Em contextos de alta formalização institucional, mercados urbanos com consumidores altamente individualizados, ou sectores onde a velocidade de decisão é crítica, os elementos de consenso e mapeamento relacional devem ser calibrados — não abandonados. Para os líderes, o Ubuntu oferece uma mentalidade que complementa a complexidade, mas não é uma solução universal — pode ser interpretado de forma demasiado vaga se não for traduzido em políticas concretas. A tradução operacional é precisamente o que o systems thinking fornece: ferramentas de modelação, métricas e protocolos de decisão que tornam os princípios Ubuntu accionáveis sem os esvaziar de significado.
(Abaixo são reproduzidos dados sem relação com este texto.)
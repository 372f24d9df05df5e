//! OIDC discovery: resolve the token endpoint once and keep it for the process lifetime.

// crates.io
use async_lock::OnceCell;
// self
use crate::{
	_prelude::*,
	error::DiscoveryError,
	http::{self, TokenHttpClient, TransportErrorMapper},
	obs::{self, FlowKind, FlowOutcome, FlowSpan},
};

/// Subset of the OpenID Provider Metadata the broker relies on.
#[derive(Clone, Debug, PartialEq, Eq)]
pub struct WellKnownConfig {
	/// Token endpoint used for the `refresh_token` grant.
	pub token_endpoint: Url,
	/// Issuer identifier, when advertised.
	pub issuer: Option<String>,
}
impl WellKnownConfig {
	/// Parses and validates a discovery document body.
	pub fn from_slice(body: &[u8]) -> Result<Self, DiscoveryError> {
		#[derive(Deserialize)]
		struct RawDocument {
			#[serde(default)]
			token_endpoint: Option<String>,
			#[serde(default)]
			issuer: Option<String>,
		}

		let mut de = serde_json::Deserializer::from_slice(body);
		let raw = serde_path_to_error::deserialize::<_, RawDocument>(&mut de)
			.map_err(|source| DiscoveryError::Parse { source })?;
		let endpoint = raw
			.token_endpoint
			.filter(|value| !value.trim().is_empty())
			.ok_or(DiscoveryError::MissingTokenEndpoint)?;
		let token_endpoint = Url::parse(endpoint.trim())
			.map_err(|source| DiscoveryError::InvalidTokenEndpoint { source })?;

		Ok(Self { token_endpoint, issuer: raw.issuer })
	}
}

/// Lazily fetches the discovery document and memoizes the first successful result.
///
/// Concurrent first callers share a single fetch. Failures are not memoized, so the next
/// call tries again.
pub struct DiscoveryResolver<C, M>
where
	C: ?Sized + TokenHttpClient,
	M: ?Sized + TransportErrorMapper<C::TransportError>,
{
	discovery_url: Url,
	http_client: Arc<C>,
	transport_mapper: Arc<M>,
	config: OnceCell<WellKnownConfig>,
}
impl<C, M> DiscoveryResolver<C, M>
where
	C: ?Sized + TokenHttpClient,
	M: ?Sized + TransportErrorMapper<C::TransportError>,
{
	/// Creates a resolver for `discovery_url`.
	pub fn new(discovery_url: Url, http_client: Arc<C>, transport_mapper: Arc<M>) -> Self {
		Self { discovery_url, http_client, transport_mapper, config: OnceCell::new() }
	}

	/// Discovery document URL.
	pub fn discovery_url(&self) -> &Url {
		&self.discovery_url
	}

	/// Returns the cached document, fetching it on first use.
	pub async fn well_known(&self) -> Result<&WellKnownConfig> {
		if let Some(config) = self.config.get() {
			return Ok(config);
		}

		let span = FlowSpan::new(FlowKind::Discovery, "well_known");

		span.instrument(self.config.get_or_try_init(|| self.fetch())).await
	}

	/// Returns the token endpoint advertised by the provider.
	pub async fn token_endpoint(&self) -> Result<Url> {
		Ok(self.well_known().await?.token_endpoint.clone())
	}

	/// Returns `true` once a document has been cached.
	pub fn is_resolved(&self) -> bool {
		self.config.get().is_some()
	}

	async fn fetch(&self) -> Result<WellKnownConfig> {
		obs::record_flow_outcome(FlowKind::Discovery, FlowOutcome::Attempt);

		let result = self.fetch_inner().await;

		match &result {
			Ok(config) => {
				tracing::info!(
					token_endpoint_host = config.token_endpoint.host_str().unwrap_or_default(),
					issuer = config.issuer.as_deref().unwrap_or_default(),
					"discovery document resolved"
				);
				obs::record_flow_outcome(FlowKind::Discovery, FlowOutcome::Success);
			},
			Err(e) => {
				tracing::warn!(error = %e, "discovery document fetch failed");
				obs::record_flow_outcome(FlowKind::Discovery, FlowOutcome::Failure);
			},
		}

		result
	}

	async fn fetch_inner(&self) -> Result<WellKnownConfig> {
		let request = http::get_json(&self.discovery_url)?;
		let (response, _) = http::execute(
			self.http_client.as_ref(),
			self.transport_mapper.as_ref(),
			FlowKind::Discovery,
			request,
		)
		.await?;
		let status = response.status();

		if !status.is_success() {
			return Err(DiscoveryError::Status { status: status.as_u16() }.into());
		}

		Ok(WellKnownConfig::from_slice(response.body())?)
	}
}
impl<C, M> Debug for DiscoveryResolver<C, M>
where
	C: ?Sized + TokenHttpClient,
	M: ?Sized + TransportErrorMapper<C::TransportError>,
{
	fn fmt(&self, f: &mut Formatter) -> FmtResult {
		f.debug_struct("DiscoveryResolver")
			.field("discovery_url", &self.discovery_url.as_str())
			.field("resolved", &self.is_resolved())
			.finish()
	}
}

#[cfg(test)]
mod tests {
	// self
	use super::*;

	#[test]
	fn parses_token_endpoint_and_issuer() {
		let config = WellKnownConfig::from_slice(
			br#"{"issuer":"https://auth.example","token_endpoint":"https://auth.example/oauth2/token","jwks_uri":"https://auth.example/jwks"}"#,
		)
		.expect("Discovery document should parse.");

		assert_eq!(config.token_endpoint.as_str(), "https://auth.example/oauth2/token");
		assert_eq!(config.issuer.as_deref(), Some("https://auth.example"));
	}

	#[test]
	fn missing_or_blank_endpoint_is_rejected() {
		for body in [&br#"{"issuer":"https://auth.example"}"#[..], &br#"{"token_endpoint":"  "}"#[..]] {
			let err = WellKnownConfig::from_slice(body).expect_err("Endpoint is required.");

			assert!(matches!(err, DiscoveryError::MissingTokenEndpoint));
		}
	}

	#[test]
	fn invalid_json_and_urls_are_reported() {
		assert!(matches!(
			WellKnownConfig::from_slice(b"<html>"),
			Err(DiscoveryError::Parse { .. })
		));
		assert!(matches!(
			WellKnownConfig::from_slice(br#"{"token_endpoint":"not a url"}"#),
			Err(DiscoveryError::InvalidTokenEndpoint { .. })
		));
	}
}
Da filosofia à prática: o que muda na execução

Adoptar este framework muda aspectos concretos da execução estratégica. O processo de entrada em mercados começa com mapeamento de actores comunitários, não apenas análise de concorrência. Os KPIs de crescimento incluem métricas de relação (nível de confiança de parceiros comunitários, taxa de recomendação informal) além das métricas financeiras clássicas. Os processos de contratação valorizam candidatos com capital relacional na comunidade-alvo. E os ciclos de planeamento são desenhados para incorporar retroalimentação comunitária contínua — não apenas revisões anuais de desempenho.

O Ubuntu, quando reconhecido, valorizado e conscientemente incorporado na cultura das organizações, tem o potencial de influenciar positivamente os resultados empresariais, especialmente em ambientes interculturais. A condição-chave é «conscientemente incorporado» — o que implica um trabalho deliberado de tradução entre princípios filosóficos e processos operacionais. Esse é o trabalho que o framework Ubuntu-Systems torna possível: não uma africanização superficial da linguagem corporativa, mas uma reconfiguração genuína da lógica de criação de valor.